Washing Machine Strategy

  • Question: How are you positioning for the front-load category given low industry outsourcing? (Tanay Shah)
  • Answer: Our Hisense JV has completed trial production; we aim to be a first-mover in domestic front-load manufacturing for both Hisense and third-party brands. (Ajay DD Singhania)

Margin Profile

  • Question: How do margins compare across segments? (Praveen Sahay)
  • Answer: RAC gross margins are lowest at 14-15%; SDA, LDA, and Components are higher at 16-18%, driving the overall 102 bps EBITDA margin expansion. (Ajay DD Singhania)

Key Takeaway

EPACK Durable delivered a resilient Q3 FY26, with revenue growing 13.5% to ₹427.8 crores despite a sluggish Room Air Conditioner (RAC) market. The quarter highlighted a successful strategic pivot, as non-RAC segments (SDA, LDA, and Components) saw explosive growth, reducing RAC revenue concentration to below 60%. EBITDA margins expanded by 102 bps to 7.41% due to this richer product mix and better utilization of the Sri City facility.
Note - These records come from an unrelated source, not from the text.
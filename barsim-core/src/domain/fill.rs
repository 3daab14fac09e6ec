//! Fill record — immutable result of a matched order.

use super::ids::OrderId;
use serde::{Deserialize, Serialize};

/// A fill. Created exactly once per order (the bar model has no partial
/// fills) and never mutated afterwards.
///
/// Quantity is signed: buys are positive, sells negative. The sign always
/// matches the order side. Commission is carried alongside the price, never
/// netted into it; `slippage_bps` records the adjustment that was applied to
/// market-style fills (zero for limit-priced fills).
#[derive(Debug, Clone, PartialEq, Serialize, Deserialize)]
pub struct Fill {
    pub order_id: OrderId,
    pub quantity: f64,
    pub price: f64,
    pub commission: f64,
    pub slippage_bps: f64,
}

impl Fill {
    /// Gross traded value, always positive.
    pub fn notional(&self) -> f64 {
        self.quantity.abs() * self.price
    }

    pub fn is_buy(&self) -> bool {
        self.quantity > 0.0
    }
}
//! BarSim Core — deterministic bar-replay paper execution for backtesting.
//!
//! This crate contains the heart of the simulator:
//! - Domain types (bars, orders, fills, brackets, ids)
//! - Typed publish/subscribe event bus with one variant per domain event
//! - Pure bar matcher (market/limit/stop/stop-limit across time-in-force)
//! - Paper execution book with bracket/OCO/trailing-stop lifecycle
//! - Volatility-target risk sizing, drawdown stops, and a pre-trade chain
//! - Bus-wired strategy/guard/execution/portfolio components
//!
//! Given the same (orders, bars, configuration) triple, a fresh simulation
//! produces bit-identical fills. Everything is single-threaded and
//! synchronous; parallel backtests each own an independent bus and book.

pub mod config;
pub mod domain;
pub mod events;
pub mod execution;
pub mod risk;
pub mod sim;
//! Risk: volatility-target sizing, drawdown stops, and the pre-trade chain.

pub mod chain;
pub mod engine;

pub use chain::{
    FixedSizer, MaxNotional, MaxPositionQty, OrderSizer, PercentNotionalSizer, RiskChain,
    RiskContext, RiskRule,
};
pub use engine::{RiskEngine, RiskEvent};
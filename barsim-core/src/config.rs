//! Simulation configuration: trading frictions, starting cash, risk knobs.
//!
//! Plain values with documented defaults; deserializable from TOML.

use serde::{Deserialize, Serialize};
use thiserror::Error;

#[derive(Debug, Error)]
pub enum ConfigError {
    #[error("invalid config: {0}")]
    Parse(#[from] toml::de::Error),
}

/// Top-level configuration consumed by the core.
#[derive(Debug, Clone, PartialEq, Serialize, Deserialize)]
#[serde(default)]
pub struct SimConfig {
    /// Commission per side, in basis points of traded notional. Default 0.
    pub commission_bps: f64,
    /// Directional slippage on market-style fills, in basis points. Default 0.
    pub slippage_bps: f64,
    /// Starting cash. Default 100_000.
    pub initial_cash: f64,
    pub risk: RiskConfig,
}

impl Default for SimConfig {
    fn default() -> Self {
        Self {
            commission_bps: 0.0,
            slippage_bps: 0.0,
            initial_cash: 100_000.0,
            risk: RiskConfig::default(),
        }
    }
}

impl SimConfig {
    pub fn from_toml_str(text: &str) -> Result<Self, ConfigError> {
        Ok(toml::from_str(text)?)
    }
}

/// Risk engine configuration.
#[derive(Debug, Clone, PartialEq, Serialize, Deserialize)]
#[serde(default)]
pub struct RiskConfig {
    /// Master switch; when off, sizing passes signals through. Default true.
    pub enabled: bool,
    /// Target annualized volatility in percent (e.g. 15.0 for 15%).
    /// `None` disables vol targeting. Default `None`.
    pub vol_target_pct: Option<f64>,
    /// EWMA span for the volatility estimate, in bars; floored at 2.
    /// Default 20.
    pub vol_lookback: usize,
    /// Periods per year for annualization. Default 252.
    pub ann_factor: f64,
    /// Price-drawdown stop threshold in percent (e.g. 5.0 for 5%).
    /// `None` disables the stop. Default `None`.
    pub stop_loss_pct: Option<f64>,
}

impl Default for RiskConfig {
    fn default() -> Self {
        Self {
            enabled: true,
            vol_target_pct: None,
            vol_lookback: 20,
            ann_factor: 252.0,
            stop_loss_pct: None,
        }
    }
}
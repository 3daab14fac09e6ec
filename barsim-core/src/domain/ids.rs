//! Identifier newtypes for orders and OCO groups.
//!
//! Ids are allocated by the paper book from monotonic counters, so ordering
//! by id is creation order. Replay determinism relies on this: iterating the
//! working-order map in id order visits orders in the order they were created.

use serde::{Deserialize, Serialize};
use std::fmt;

/// Order id, unique within one book.
#[derive(
    Debug, Clone, Copy, PartialEq, Eq, PartialOrd, Ord, Hash, Serialize, Deserialize,
)]
pub struct OrderId(pub u64);

impl fmt::Display for OrderId {
    fn fmt(&self, f: &mut fmt::Formatter<'_>) -> fmt::Result {
        write!(f, "order-{}", self.0)
    }
}

/// One-cancels-other group id, unique within one book.
#[derive(
    Debug, Clone, Copy, PartialEq, Eq, PartialOrd, Ord, Hash, Serialize, Deserialize,
)]
pub struct OcoGroupId(pub u64);

impl fmt::Display for OcoGroupId {
    fn fmt(&self, f: &mut fmt::Formatter<'_>) -> fmt::Result {
        write!(f, "oco-{}", self.0)
    }
}
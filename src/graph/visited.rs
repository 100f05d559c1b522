//! Per-traversal visitation markers.
//!
//! Each traversal call owns one marker buffer sized to the vertex count.
//! The buffer is dropped on every exit path, aborts included.

use crate::types::VertexId;

/// Depth-first state of a single vertex.
#[derive(Debug, Clone, Copy, Default, PartialEq, Eq)]
pub enum VisitState {
    /// Never touched.
    #[default]
    Unvisited,
    /// Entered, outgoing edges still being explored.
    InProgress,
    /// All outgoing edges explored.
    Finished,
}

/// Boolean visited flags for breadth-first traversal.
#[derive(Debug, Clone)]
pub struct VisitedSet {
    flags: Vec<bool>,
}

impl VisitedSet {
    /// Create flags for `vertex_count` vertices, all unvisited.
    pub fn new(vertex_count: usize) -> Self {
        Self {
            flags: vec![false; vertex_count],
        }
    }

    /// Mark `vertex` visited. Returns `true` only the first time.
    pub fn visit(&mut self, vertex: VertexId) -> bool {
        match self.flags.get_mut(vertex) {
            Some(flag) if !*flag => {
                *flag = true;
                true
            }
            _ => false,
        }
    }

    /// Whether `vertex` has been marked. Out-of-range ids never are.
    pub fn is_visited(&self, vertex: VertexId) -> bool {
        self.flags.get(vertex).copied().unwrap_or(false)
    }
}

/// Three-valued marks for depth-first traversal.
#[derive(Debug, Clone)]
pub struct VisitStates {
    states: Vec<VisitState>,
}

impl VisitStates {
    /// Create states for `vertex_count` vertices, all `Unvisited`.
    pub fn new(vertex_count: usize) -> Self {
        Self {
            states: vec![VisitState::Unvisited; vertex_count],
        }
    }

    /// Current state of `vertex`; `Unvisited` for out-of-range ids.
    pub fn state(&self, vertex: VertexId) -> VisitState {
        self.states.get(vertex).copied().unwrap_or_default()
    }

    /// Move `vertex` to `state`. Only forward transitions are legal.
    pub fn set(&mut self, vertex: VertexId, state: VisitState) {
        if let Some(slot) = self.states.get_mut(vertex) {
            debug_assert!(
                matches!(
                    (*slot, state),
                    (VisitState::Unvisited, VisitState::InProgress)
                        | (VisitState::InProgress, VisitState::Finished)
                ),
                "illegal transition {:?} -> {:?} for vertex {}",
                slot,
                state,
                vertex
            );
            *slot = state;
        }
    }
}
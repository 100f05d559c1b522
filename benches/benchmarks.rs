//! Criterion benchmarks for adjacency-graph.

use criterion::{black_box, criterion_group, criterion_main, Criterion};
use rand::Rng;

use adjacency_graph::graph::{DirectedGraph, OrderRecorder};

/// Build a random graph with `edges_per_vertex` outgoing edges per vertex.
fn make_random_graph(vertex_count: usize, edges_per_vertex: usize) -> DirectedGraph<u32, u32, ()> {
    let mut rng = rand::thread_rng();
    let mut graph = DirectedGraph::from_vertices(0..vertex_count as u32, ());
    for source in 0..vertex_count {
        for _ in 0..edges_per_vertex {
            let target = rng.gen_range(0..vertex_count);
            let _ = graph.add_edge(source, target, rng.gen_range(1..100));
        }
    }
    graph
}

fn bench_add_edges(c: &mut Criterion) {
    c.bench_function("add_edges_10k", |b| {
        b.iter(|| black_box(make_random_graph(10_000, 5)))
    });
}

fn bench_traversals(c: &mut Criterion) {
    let graph = make_random_graph(10_000, 5);

    c.bench_function("bfs_traverse_10k", |b| {
        b.iter(|| {
            let mut rec = OrderRecorder::new();
            graph.breadth_first_traverse(&mut rec).unwrap();
            black_box(rec.discovered.len())
        })
    });

    c.bench_function("dfs_traverse_10k", |b| {
        b.iter(|| {
            let mut rec = OrderRecorder::new();
            graph.depth_first_traverse(&mut rec).unwrap();
            black_box(rec.discovered.len())
        })
    });
}

fn bench_get_edge(c: &mut Criterion) {
    let graph = make_random_graph(10_000, 5);
    let mut rng = rand::thread_rng();
    c.bench_function("get_edge_10k", |b| {
        b.iter(|| {
            let s = rng.gen_range(0..10_000);
            let t = rng.gen_range(0..10_000);
            black_box(graph.get_edge(s, t))
        })
    });
}

fn bench_remove_vertex(c: &mut Criterion) {
    let graph = make_random_graph(2_000, 5);
    c.bench_function("remove_vertex_2k", |b| {
        b.iter_batched(
            || graph.clone(),
            |mut g| black_box(g.remove_vertex(1_000)),
            criterion::BatchSize::SmallInput,
        )
    });
}

criterion_group!(
    benches,
    bench_add_edges,
    bench_traversals,
    bench_get_edge,
    bench_remove_vertex
);
criterion_main!(benches);
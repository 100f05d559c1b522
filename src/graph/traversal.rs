//! Breadth-first and depth-first traversal driven by visitors.
//!
//! Traversals borrow the graph immutably, so a visitor cannot change the
//! adjacency sequences being walked. Neighbors are explored in stored order,
//! which makes the visit order deterministic.

use std::collections::VecDeque;

use crate::types::{GraphError, GraphResult, VertexId};

use super::visited::{VisitState, VisitStates, VisitedSet};
use super::visitor::{BfsVisitor, DfsVisitor};
use super::DirectedGraph;

fn aborted(kind: &str, vertex: VertexId) -> GraphError {
    log::debug!("{} aborted by visitor at vertex {}", kind, vertex);
    GraphError::VisitorAbort(vertex)
}

impl<E, V, G> DirectedGraph<E, V, G> {
    /// Breadth-first walk over the whole graph.
    ///
    /// Calls `initialize_vertex` for every id in ascending order first, then
    /// starts a search from each still-unvisited id in ascending order, so
    /// every vertex is discovered exactly once.
    pub fn breadth_first_traverse<B>(&self, visitor: &mut B) -> GraphResult<()>
    where
        B: BfsVisitor<E, V, G>,
    {
        log::debug!("bfs traverse over {} vertices", self.vertex_num());
        for id in 0..self.vertex_num() {
            if !visitor.initialize_vertex(id, self) {
                return Err(aborted("bfs", id));
            }
        }

        let mut visited = VisitedSet::new(self.vertex_num());
        for id in 0..self.vertex_num() {
            if !visited.is_visited(id) {
                self.bfs_from(id, &mut visited, visitor)?;
            }
        }
        log::debug!("bfs traverse complete");
        Ok(())
    }

    /// Breadth-first search from `start` only.
    ///
    /// Does not call `initialize_vertex`; callers that need it must run it
    /// themselves.
    pub fn breadth_first_search<B>(&self, start: VertexId, visitor: &mut B) -> GraphResult<()>
    where
        B: BfsVisitor<E, V, G>,
    {
        self.check_start(start)?;
        log::debug!("bfs search from vertex {}", start);
        let mut visited = VisitedSet::new(self.vertex_num());
        self.bfs_from(start, &mut visited, visitor)
    }

    /// Depth-first walk over the whole graph.
    ///
    /// Same rooting rules as [`breadth_first_traverse`](Self::breadth_first_traverse).
    pub fn depth_first_traverse<D>(&self, visitor: &mut D) -> GraphResult<()>
    where
        D: DfsVisitor<E, V, G>,
    {
        log::debug!("dfs traverse over {} vertices", self.vertex_num());
        for id in 0..self.vertex_num() {
            if !visitor.initialize_vertex(id, self) {
                return Err(aborted("dfs", id));
            }
        }

        let mut states = VisitStates::new(self.vertex_num());
        for id in 0..self.vertex_num() {
            if states.state(id) == VisitState::Unvisited {
                self.dfs_from(id, &mut states, visitor)?;
            }
        }
        log::debug!("dfs traverse complete");
        Ok(())
    }

    /// Depth-first search from `start` only. Does not call `initialize_vertex`.
    pub fn depth_first_search<D>(&self, start: VertexId, visitor: &mut D) -> GraphResult<()>
    where
        D: DfsVisitor<E, V, G>,
    {
        self.check_start(start)?;
        log::debug!("dfs search from vertex {}", start);
        let mut states = VisitStates::new(self.vertex_num());
        self.dfs_from(start, &mut states, visitor)
    }

    fn check_start(&self, start: VertexId) -> GraphResult<()> {
        if self.contains_vertex(start) {
            Ok(())
        } else {
            Err(GraphError::VertexOutOfRange {
                id: start,
                vertex_count: self.vertex_num(),
            })
        }
    }

    /// Vertices are marked on enqueue so none is queued twice.
    fn bfs_from<B>(
        &self,
        start: VertexId,
        visited: &mut VisitedSet,
        visitor: &mut B,
    ) -> GraphResult<()>
    where
        B: BfsVisitor<E, V, G>,
    {
        let mut queue = VecDeque::new();
        visited.visit(start);
        queue.push_back(start);

        while let Some(vertex) = queue.pop_front() {
            if !visitor.discover_vertex(vertex, self) {
                return Err(aborted("bfs", vertex));
            }
            for (target, info) in self.neighbors(vertex).unwrap_or_default() {
                if !visitor.examine_edge(vertex, *target, info, self) {
                    return Err(aborted("bfs", vertex));
                }
                if visited.visit(*target) {
                    queue.push_back(*target);
                }
            }
            if !visitor.finish_vertex(vertex, self) {
                return Err(aborted("bfs", vertex));
            }
        }
        Ok(())
    }

    /// Iterative DFS. Each stack frame is a vertex and the index of the next
    /// outgoing edge to explore, which reproduces the recursive order.
    fn dfs_from<D>(
        &self,
        start: VertexId,
        states: &mut VisitStates,
        visitor: &mut D,
    ) -> GraphResult<()>
    where
        D: DfsVisitor<E, V, G>,
    {
        states.set(start, VisitState::InProgress);
        if !visitor.discover_vertex(start, self) {
            return Err(aborted("dfs", start));
        }
        let mut stack: Vec<(VertexId, usize)> = vec![(start, 0)];

        while let Some(frame) = stack.last_mut() {
            let vertex = frame.0;
            let next = self.neighbors(vertex).and_then(|edges| edges.get(frame.1));

            match next {
                Some((target, info)) => {
                    frame.1 += 1;
                    let target = *target;
                    if !visitor.examine_edge(vertex, target, info, self) {
                        return Err(aborted("dfs", vertex));
                    }
                    if states.state(target) == VisitState::Unvisited {
                        states.set(target, VisitState::InProgress);
                        if !visitor.discover_vertex(target, self) {
                            return Err(aborted("dfs", target));
                        }
                        stack.push((target, 0));
                    }
                }
                None => {
                    stack.pop();
                    states.set(vertex, VisitState::Finished);
                    if !visitor.finish_vertex(vertex, self) {
                        return Err(aborted("dfs", vertex));
                    }
                }
            }
        }
        Ok(())
    }
}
Management has committed to a ₹450 crore capex cycle, with ₹218 crores already deployed to operationalize the Hisense JV and Bhiwadi plants. While FY26 revenue is expected to be flattish due to industry-wide RAC degrowth in H1, the outlook for CY2026 remains bullish with 15-20% volume growth projected. The company remains well-positioned to benefit from the 8-10% industry-wide price hikes and its expanding footprint in the high-margin washing machine and component sectors.